WORK TO BE COMPLETED:
The expected output is every entry, repeated word for word.

DATA PROVIDED:
//! Zip archives.
//!
//! Extraction makes two passes over the archive: the first streams every
//! entry's content to the builder, the second walks the central directory
//! and applies per-entry attributes (Unix symlink modes become symlinks,
//! execute bits mark executables). Timestamps come from the Info-ZIP Unix
//! extra field (tag `0x5855`) when present, falling back to the DOS
//! timestamp every entry carries.

use crate::builder::Builder;
use crate::errors::{ArchiveError, Result};
use crate::normalize::normalize;
use crate::registry::{ExtractOptions, Extractor};
use crate::stream::{ensure_seekable, ArchiveSource};

const S_IFMT: u32 = 0o170000;
const S_IFLNK: u32 = 0o120000;

pub(crate) struct ZipExtractor;

impl Extractor for ZipExtractor {
    fn extract(
        &self,
        source: ArchiveSource,
        builder: &mut dyn Builder,
        options: &ExtractOptions,
    ) -> Result<()> {
        let file = ensure_seekable(source)?;
        let mut archive = zip::ZipArchive::new(file).map_err(zip_invalid)?;

        for index in 0..archive.len() {
            options.cancel.checkpoint()?;
            let mut entry = archive.by_index(index).map_err(zip_invalid)?;
            let raw_path = entry.name().to_owned();
            let Some(path) = normalize(&raw_path, options.sub_dir.as_deref())? else {
                continue;
            };
            if entry.is_dir() {
                builder.add_directory(&path)?;
            } else {
                let extra = entry.extra_data().map(|data| data.to_vec());
                let mtime = unix_mtime(extra.as_deref(), entry.last_modified());
                builder.add_file(&path, &mut entry, mtime, false)?;
            }
        }

        for index in 0..archive.len() {
            options.cancel.checkpoint()?;
            let entry = archive.by_index(index).map_err(zip_invalid)?;
            let raw_path = entry.name().to_owned();
            let Some(path) = normalize(&raw_path, options.sub_dir.as_deref())? else {
                continue;
            };
            let Some(mode) = entry.unix_mode() else {
                continue;
            };
            if mode & S_IFMT == S_IFLNK {
                builder.turn_into_symlink(&path)?;
            } else if entry.is_file() && mode & 0o111 != 0 {
                builder.mark_as_executable(&path)?;
            }
        }

        Ok(())
    }
}

fn zip_invalid(cause: zip::result::ZipError) -> ArchiveError {
    ArchiveError::invalid("zip archive corrupt", Some(Box::new(cause)))
}

fn unix_mtime(extra: Option<&[u8]>, fallback: Option<zip::DateTime>) -> i64 {
    if let Some(extra) = extra {
        if let Some(mtime) = info_zip_timestamp(extra) {
            return mtime;
        }
    }
    fallback.map(dos_to_unix).unwrap_or(0)
}

/// Scans an extra-field blob for the Info-ZIP Unix field (tag `0x5855`):
/// access time then modification time, each a little-endian 32-bit stamp.
/// The central-directory copy may carry a single stamp.
fn info_zip_timestamp(mut extra: &[u8]) -> Option<i64> {
    while extra.len() >= 4 {
        let tag = u16::from_le_bytes([extra[0], extra[1]]);
        let size = usize::from(u16::from_le_bytes([extra[2], extra[3]]));
        let data = extra.get(4..4 + size)?;
        if tag == 0x5855 {
            return if data.len() >= 8 {
                Some(i64::from(i32::from_le_bytes([
                    data[4], data[5], data[6], data[7],
                ])))
            } else if data.len() >= 4 {
                Some(i64::from(i32::from_le_bytes([
                    data[0], data[1], data[2], data[3],
                ])))
            } else {
                None
            };
        }
        extra = &extra[4 + size..];
    }
    None
}

fn dos_to_unix(stamp: zip::DateTime) -> i64 {
    let days = days_from_civil(
        i64::from(stamp.year()),
        i64::from(stamp.month()),
        i64::from(stamp.day()),
    );
    days * 86_400
        + i64::from(stamp.hour()) * 3_600
        + i64::from(stamp.minute()) * 60
        + i64::from(stamp.second())
}

/// Days between 1970-01-01 and the given civil date (proleptic Gregorian).
fn days_from_civil(year: i64, month: i64, day: i64) -> i64 {
    let year = if month <= 2 { year - 1 } else { year };
    let era = year.div_euclid(400);
    let year_of_era = year - era * 400;
    let day_of_year = (153 * (if month > 2 { month - 3 } else { month + 9 }) + 2) / 5 + day - 1;
    let day_of_era = year_of_era * 365 + year_of_era / 4 - year_of_era / 100 + day_of_year;
    era * 146_097 + day_of_era - 719_468
}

EXPECTED ANSWER:
//! Zip archives.
//!
//! Extraction makes two passes over the archive: the first streams every
//! entry's content to the builder, the second walks the central directory
//! and applies per-entry attributes (Unix symlink modes become symlinks,
//! execute bits mark executables). Timestamps come from the Info-ZIP Unix
//! extra field (tag `0x5855`) when present, falling back to the DOS
//! timestamp every entry carries.

use crate::builder::Builder;
use crate::errors::{ArchiveError, Result};
use crate::normalize::normalize;
use crate::registry::{ExtractOptions, Extractor};
use crate::stream::{ensure_seekable, ArchiveSource};

const S_IFMT: u32 = 0o170000;
const S_IFLNK: u32 = 0o120000;

pub(crate) struct ZipExtractor;

impl Extractor for ZipExtractor {
    fn extract(
        &self,
        source: ArchiveSource,
        builder: &mut dyn Builder,
        options: &ExtractOptions,
    ) -> Result<()> {
        let file = ensure_seekable(source)?;
        let mut archive = zip::ZipArchive::new(file).map_err(zip_invalid)?;

        for index in 0..archive.len() {
            options.cancel.checkpoint()?;
            let mut entry = archive.by_index(index).map_err(zip_invalid)?;
            let raw_path = entry.name().to_owned();
            let Some(path) = normalize(&raw_path, options.sub_dir.as_deref())? else {
                continue;
            };
            if entry.is_dir() {
                builder.add_directory(&path)?;
            } else {
                let extra = entry.extra_data().map(|data| data.to_vec());
                let mtime = unix_mtime(extra.as_deref(), entry.last_modified());
                builder.add_file(&path, &mut entry, mtime, false)?;
            }
        }

        for index in 0..archive.len() {
            options.cancel.checkpoint()?;
            let entry = archive.by_index(index).map_err(zip_invalid)?;
            let raw_path = entry.name().to_owned();
            let Some(path) = normalize(&raw_path, options.sub_dir.as_deref())? else {
                continue;
            };
            let Some(mode) = entry.unix_mode() else {
                continue;
            };
            if mode & S_IFMT == S_IFLNK {
                builder.turn_into_symlink(&path)?;
            } else if entry.is_file() && mode & 0o111 != 0 {
                builder.mark_as_executable(&path)?;
            }
        }

        Ok(())
    }
}

fn zip_invalid(cause: zip::result::ZipError) -> ArchiveError {
    ArchiveError::invalid("zip archive corrupt", Some(Box::new(cause)))
}

fn unix_mtime(extra: Option<&[u8]>, fallback: Option<zip::DateTime>) -> i64 {
    if let Some(extra) = extra {
        if let Some(mtime) = info_zip_timestamp(extra) {
            return mtime;
        }
    }
    fallback.map(dos_to_unix).unwrap_or(0)
}

/// Scans an extra-field blob for the Info-ZIP Unix field (tag `0x5855`):
/// access time then modification time, each a little-endian 32-bit stamp.
/// The central-directory copy may carry a single stamp.
fn info_zip_timestamp(mut extra: &[u8]) -> Option<i64> {
    while extra.len() >= 4 {
        let tag = u16::from_le_bytes([extra[0], extra[1]]);
        let size = usize::from(u16::from_le_bytes([extra[2], extra[3]]));
        let data = extra.get(4..4 + size)?;
        if tag == 0x5855 {
            return if data.len() >= 8 {
                Some(i64::from(i32::from_le_bytes([
                    data[4], data[5], data[6], data[7],
                ])))
            } else if data.len() >= 4 {
                Some(i64::from(i32::from_le_bytes([
                    data[0], data[1], data[2], data[3],
                ])))
            } else {
                None
            };
        }
        extra = &extra[4 + size..];
    }
    None
}

fn dos_to_unix(stamp: zip::DateTime) -> i64 {
    let days = days_from_civil(
        i64::from(stamp.year()),
        i64::from(stamp.month()),
        i64::from(stamp.day()),
    );
    days * 86_400
        + i64::from(stamp.hour()) * 3_600
        + i64::from(stamp.minute()) * 60
        + i64::from(stamp.second())
}

/// Days between 1970-01-01 and the given civil date (proleptic Gregorian).
fn days_from_civil(year: i64, month: i64, day: i64) -> i64 {
    let year = if month <= 2 { year - 1 } else { year };
    let era = year.div_euclid(400);
    let year_of_era = year - era * 400;
    let day_of_year = (153 * (if month > 2 { month - 3 } else { month + 9 }) + 2) / 5 + day - 1;
    let day_of_era = year_of_era * 365 + year_of_era / 4 - year_of_era / 100 + day_of_year;
    era * 146_097 + day_of_era - 719_468
}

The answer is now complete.